Obadiah Russon Cruel Optimism Interview

The following text is part of Cruel Optimism’s interview series. Artspace Aotearoa speaks with Obadiah Russon to gain more insight into her artistic practice.
Obadiah Russon is an artist based in Tāmaki Makaurau. Her work centres around the spiritual and existential impact of technology and the internet. Ranging from video, imaging making and sculpture, her work uncovers the emotions and subjectivities of these influences on the body and intentions of performance.
AA: What are some of the themes underpinning your practice?
OR: Life, death, dreams, the underworld, the above world, me… But also you….
AA: How does technology inform your work?
OR: It's hard to know where its influence begins and ends. My work reflects a lived experience with technology, both inside and out, through culture and my body. I’m not interested in making a distinction between what is or isn’t technology, and in turn what is or isn't artificial. If anything, I question the idea itself; clarifying the distinction of technology might be missing the point.

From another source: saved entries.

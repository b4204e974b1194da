use erstats_core::table::{Cell, Record, Table};

struct Clinic {
    name: &'static str,
    city: &'static str,
    score: u32,
}

impl Record for Clinic {
    const COLUMNS: &'static [&'static str] = &["Clinic", "City", "Score"];

    fn cells(&self) -> Vec<Cell> {
        vec![self.name.into(), self.city.into(), self.score.into()]
    }
}

#[test]
fn records_project_in_definition_order() {
    let table = Table::from_records(
        "clinics",
        &[
            Clinic { name: "B", city: "Cebu", score: 70 },
            Clinic { name: "A", city: "Davao", score: 90 },
        ],
    );

    assert_eq!(table.columns, ["Clinic", "City", "Score"]);
    let names: Vec<String> = table
        .column("Clinic")
        .unwrap()
        .iter()
        .map(|c| c.to_string())
        .collect();
    assert_eq!(names, ["B", "A"]);
    assert!(table.column("Missing").is_none());
    assert!(table.check_schema().is_empty());
}

#[test]
fn schema_check_flags_short_rows_and_blank_fields() {
    let table = Table {
        id: "clinics".to_string(),
        columns: vec!["Clinic".into(), "City".into(), "Score".into()],
        rows: vec![
            vec![Cell::text("A"), Cell::text("Cebu"), Cell::Number(1)],
            vec![Cell::text("B"), Cell::Number(2)],
            vec![Cell::text("C"), Cell::text("  "), Cell::Number(3)],
        ],
    };

    let violations = table.check_schema();
    assert_eq!(violations.len(), 2);

    assert_eq!(violations[0].row, 1);
    assert_eq!(violations[0].column, None);
    assert!(violations[0].to_string().contains("has 2 cells"));

    assert_eq!(violations[1].row, 2);
    assert_eq!(violations[1].column.as_deref(), Some("City"));
}

#[test]
fn cells_display_and_convert() {
    assert_eq!(Cell::Number(14200).to_string(), "14200");
    assert_eq!(Cell::Decimal(2.5).to_string(), "2.5");
    assert_eq!(Cell::text("Manila").to_string(), "Manila");

    assert_eq!(Cell::Number(7).as_f64(), Some(7.0));
    assert_eq!(Cell::text("7").as_f64(), None);
    assert!(Cell::text("").is_blank());
    assert!(!Cell::Number(0).is_blank());

    let json = serde_json::to_string(&vec![Cell::Number(1), Cell::text("x")]).unwrap();
    assert_eq!(json, r#"[1,"x"]"#);
}
use erstats_core::chart::{Chart, ChartKind, ColorScale, Series};
use erstats_core::table::{Cell, Table};
use erstats_core::widget::Widget;
use erstats_datasets::datasets::treatment::{
    PfsPoint, patient_profiles, pfs_curves, treatments,
};

use super::{RenderContext, Section};

pub struct TreatmentEffectiveness;

impl Section for TreatmentEffectiveness {
    fn id(&self) -> &str {
        "treatment"
    }

    fn title(&self) -> &str {
        "💊 Treatment Effectiveness"
    }

    fn render(&self, _ctx: &RenderContext<'_>) -> Vec<Widget> {
        let rows = treatments();
        let names: Vec<Cell> = rows.iter().map(|t| Cell::text(&t.treatment)).collect();
        let response: Vec<f64> = rows.iter().map(|t| f64::from(t.response_rate)).collect();

        let response_chart =
            Chart::new("treatment-response", ChartKind::Bar, "ER+ Treatment Response Rates")
                .axes("Treatment", "Response Rate (%)")
                .tick_angle(45)
                .series(
                    Series::new(
                        "Response Rate (%)",
                        names.clone(),
                        rows.iter().map(|t| Cell::from(t.response_rate)).collect(),
                    )
                    .color("Response Rate (%)", response.clone(), Some(ColorScale::Greens)),
                );

        let efficacy_chart = Chart::new(
            "treatment-efficacy",
            ChartKind::Scatter,
            "Treatment Efficacy vs Side Effects",
        )
        .axes("Side Effects (1-10)", "Overall Survival (months)")
        .series(
            Series::new(
                "Treatments",
                rows.iter().map(|t| Cell::from(t.side_effects)).collect(),
                rows.iter().map(|t| Cell::from(t.os_months)).collect(),
            )
            .size(response)
            .labels(rows.iter().map(|t| t.treatment.clone()).collect())
            .color(
                "Cost (USD/month)",
                rows.iter().map(|t| f64::from(t.monthly_cost_usd)).collect(),
                Some(ColorScale::Reds),
            ),
        );

        vec![
            Widget::subheader("💊 ER+ Treatment Effectiveness Analysis"),
            Widget::Columns {
                columns: vec![
                    vec![Widget::Chart(response_chart)],
                    vec![Widget::Chart(efficacy_chart)],
                ],
            },
            Widget::Chart(pfs_chart()),
            Widget::subheader("🎯 Personalized Treatment Recommendations"),
            Widget::Table(Table::from_records("patient_profiles", patient_profiles())),
        ]
    }
}

/// One line per treatment, months on the x axis.
fn pfs_chart() -> Chart {
    let points = pfs_curves();
    let months: Vec<Cell> = points.iter().map(|p| Cell::from(p.month)).collect();

    let curve_names = points
        .first()
        .map(|p| p.curves().map(|(name, _)| name))
        .unwrap_or_default();

    curve_names.iter().enumerate().fold(
        Chart::new(
            "pfs-curves",
            ChartKind::Line,
            "Progression-Free Survival Curves by Treatment",
        )
        .axes("Month", "Progression-Free Survival (%)"),
        |chart, (idx, name)| {
            chart.series(Series::new(
                *name,
                months.clone(),
                points.iter().map(|p| curve_value(p, idx)).collect(),
            ))
        },
    )
}

fn curve_value(point: &PfsPoint, idx: usize) -> Cell {
    Cell::from(point.curves()[idx].1)
}
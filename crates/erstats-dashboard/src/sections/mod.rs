pub mod affordability;
pub mod global;
pub mod hospitals;
pub mod treatment;
pub mod trends;

use erstats_core::widget::Widget;
use jiff::Timestamp;
use jiff::tz::{self, TimeZone};

use crate::host::HostState;

/// Philippine Standard Time is a fixed UTC+08:00, no DST.
const PHT_OFFSET_HOURS: i8 = 8;

/// Everything a section may read while rendering.
pub struct RenderContext<'a> {
    pub state: &'a HostState,
    /// Preformatted "last updated" stamp, e.g. `2024-06-01 09:30 PHT`.
    pub updated_at: String,
}

impl<'a> RenderContext<'a> {
    pub fn new(state: &'a HostState, now: Timestamp) -> Self {
        Self {
            state,
            updated_at: format_pht(now),
        }
    }
}

/// Format a timestamp as Philippine wall-clock minutes.
pub fn format_pht(now: Timestamp) -> String {
    let zoned = now.to_zoned(TimeZone::fixed(tz::offset(PHT_OFFSET_HOURS)));
    format!("{} PHT", zoned.strftime("%Y-%m-%d %H:%M"))
}

/// Trait implemented by each top-level dashboard tab.
pub trait Section: Send + Sync {
    /// Stable identifier (e.g. "hospitals").
    fn id(&self) -> &str;

    /// Tab title as shown to the user.
    fn title(&self) -> &str;

    /// Build the tab body. Never empty.
    fn render(&self, ctx: &RenderContext<'_>) -> Vec<Widget>;
}

/// All sections in tab order.
pub fn all_sections() -> Vec<Box<dyn Section>> {
    vec![
        Box::new(global::GlobalComparison),
        Box::new(treatment::TreatmentEffectiveness),
        Box::new(hospitals::BestHospitals),
        Box::new(affordability::AffordableOptions),
        Box::new(trends::TrendsAnalysis),
    ]
}

pub fn get_section(id: &str) -> Option<Box<dyn Section>> {
    all_sections().into_iter().find(|s| s.id() == id)
}
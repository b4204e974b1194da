pub mod affordability;
pub mod hospitals;
pub mod prevalence;
pub mod treatment;
pub mod trends;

AA: How has performance or performativity come into your practice?
OR: There are the traditional forms of performance; an audience, performer(s), a location and a time frame. But similar to my sense and view on technology, performance is hard to distinguish, and I hope it's hard to distinguish in my work. This is why I use ideas of trace and direct performance to a camera, then combine these with P.O.V. shots (iPhone photos). Rather than being critical of performativity in everyday life, I'm interested in indulging the delusion that life is a series of scenes, that sense of living in a movie. Delusion and ignorance about the world around you are typically viewed as negative states. I'm interested in these, in dissociation - as methods for finding the driving forces behind our performative acts.
AA: How do your three artworks connect to each other?
OR Because I made them. It's all from my silly little brain and eyes and hands… and heart!
AA: What were you hoping to communicate in your work that has ‘she’s a darling, she’s a demon she’s a lamb’ inscribed onto it?

Obadiah Russon
Fool’s Paradise, 2021.
Stainless steel, inkjet prints, silicon, glass, nail polish.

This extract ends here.